突き刺さったら一溜まりもないような鋭く尖る角に手を伸ばし、そして掴み狼モドキが上に頭をあげる遠心力を利用し回避するという無謀な行動をとったのだ。
なんとか成功させた真琴は息吐く間もなくそのままぽっかりと空いている天井の穴に吸い込まれるように投げ出される。
追い打ちに狼モドキは口から青白い色をした塊を吐き出してき、真琴は空中で回避できるわけもなく直撃してしまう。
そのとき真琴は確かに死を感じた。死が訪れた――はずなのだ。
青白い塊が腹に風穴を空けたのをこの目で見、打ち付けられた体に息が詰まるも競りあがって来たものを吐き出した。
狼モドキに赤が散ったのもはっきり覚えているし、自分の体が力なく土の地面に転がっている今の状況も理解している。
「痛い痛い痛い痛い痛い痛い痛い痛い痛い痛い痛い痛い痛い痛い痛い痛い痛い痛い痛い痛い痛い痛い痛い痛い痛い痛い痛い痛い痛いぃいいいいいあぁあ亜あアァああ」
体を突き抜ける激痛。視界が真っ赤に燃え上がり、激痛激痛激痛。もはや痛いより熱い、なのに苦しい終わりが見えない。
終わらない激痛の嵐。
涙をあふれさせ真琴は叫ぶ。叫ぶ。叫ぶ。
顔が裂けるのではないかと思うほど口を開け、赤にまみれた少女は狂ったかのように叫ぶ。
途中で叫び声は擦れていき終には途絶え、ぐったりと横たわり死に絶えたかのように見えた。
――なのに真琴は生きている。

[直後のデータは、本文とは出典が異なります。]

//! Context-dependent acceptance threshold.

use serde::{Deserialize, Serialize};
use swarm_events::ContextSnapshot;

/// Neutral threshold the other factors are blended with.
pub const BASELINE_THRESHOLD: f64 = 0.5;

/// Weights k1..k6 of the threshold factors.
#[derive(Debug, Clone, PartialEq, Serialize, Deserialize)]
#[serde(default)]
pub struct ContextWeights {
    /// k1: state of the trustor (detected-malicious fraction)
    pub trustor_state: f64,
    /// k2: explored area fraction
    pub explored_area: f64,
    /// k3: object already found
    pub object_found: f64,
    /// k4: helper availability relative to the robots still needed
    pub robot_availability: f64,
    /// k5: sensitivity of the data being acted on
    pub data_sensitivity: f64,
    /// k6: weight of the baseline threshold
    pub baseline: f64,
    /// Steepness of the trustor-state sigmoid
    pub sigmoid_steepness: f64,
    /// Malicious fraction at which the sigmoid crosses one half
    pub malicious_fraction_midpoint: f64,
}

impl Default for ContextWeights {
    fn default() -> Self {
        Self {
            trustor_state: 1.0,
            explored_area: 0.25,
            object_found: 0.25,
            robot_availability: 0.5,
            data_sensitivity: 0.5,
            baseline: 2.0,
            sigmoid_steepness: 20.0,
            malicious_fraction_midpoint: 0.2,
        }
    }
}

impl ContextWeights {
    pub fn sum(&self) -> f64 {
        self.trustor_state
            + self.explored_area
            + self.object_found
            + self.robot_availability
            + self.data_sensitivity
            + self.baseline
    }
}

/// Situation an agent is in when it decides whether to trust a peer.
#[derive(Debug, Clone, PartialEq)]
pub struct ContextInformation {
    pub weights: ContextWeights,
    pub number_of_malicious_detected: u32,
    pub number_of_needed_robots: u32,
    pub explored_area_fraction: f64,
    pub was_object_found: bool,
    pub available_members: u32,
    pub total_members: u32,
    pub sensitivity_level: f64,
}

impl ContextInformation {
    pub fn new(weights: ContextWeights) -> Self {
        Self {
            weights,
            number_of_malicious_detected: 0,
            number_of_needed_robots: 0,
            explored_area_fraction: 0.0,
            was_object_found: false,
            available_members: 0,
            total_members: 0,
            sensitivity_level: 0.0,
        }
    }

    pub fn with_sensitivity(mut self, level: f64) -> Self {
        self.sensitivity_level = level;
        self
    }

    /// Rises sharply once the detected-malicious fraction passes the midpoint.
    pub fn state_of_trustor(&self) -> f64 {
        let fraction = if self.total_members == 0 {
            0.0
        } else {
            self.number_of_malicious_detected as f64 / self.total_members as f64
        };
        let w = &self.weights;
        1.0 / (1.0 + (-w.sigmoid_steepness * (fraction - w.malicious_fraction_midpoint)).exp())
    }

    /// Share of the still-needed robots that are available, capped at 1.
    pub fn robot_availability(&self) -> f64 {
        if self.number_of_needed_robots == 0 {
            return 1.0;
        }
        (self.available_members as f64 / self.number_of_needed_robots as f64).min(1.0)
    }

    /// Weighted mean of the context factors.
    ///
    /// The result is not clamped: with negative weights it can leave [0, 1],
    /// in which case every decision either passes or fails.
    pub fn threshold(&self) -> f64 {
        let w = &self.weights;
        let found = if self.was_object_found { 1.0 } else { 0.0 };
        let numerator = w.trustor_state * self.state_of_trustor()
            + w.explored_area * self.explored_area_fraction
            + w.object_found * found
            + w.robot_availability * self.robot_availability()
            + w.data_sensitivity * self.sensitivity_level
            + w.baseline * BASELINE_THRESHOLD;
        numerator / w.sum()
    }

    pub fn snapshot(&self) -> ContextSnapshot {
        ContextSnapshot {
            malicious_detected: self.number_of_malicious_detected,
            needed_robots: self.number_of_needed_robots,
            explored_area_fraction: self.explored_area_fraction,
            object_found: self.was_object_found,
            available_members: self.available_members,
            total_members: self.total_members,
            sensitivity_level: self.sensitivity_level,
        }
    }
}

止まったかのように見えた胸が上下していることで、獣は目を剥く。
狼モドキはそんな少女の姿に疑問を抱く。生きているはずがない、生きているわけがないと知性ある獣として頭の中で否定する。
しかし少女が叫びのた打ち回っていた事実は変わらない。
なら今度こそは亡き者にしようとにじりよっていた狩る者がぐったりと横たわる少女の風穴が空いた腹の光景を目の当たりにするまでは、そう思考していた。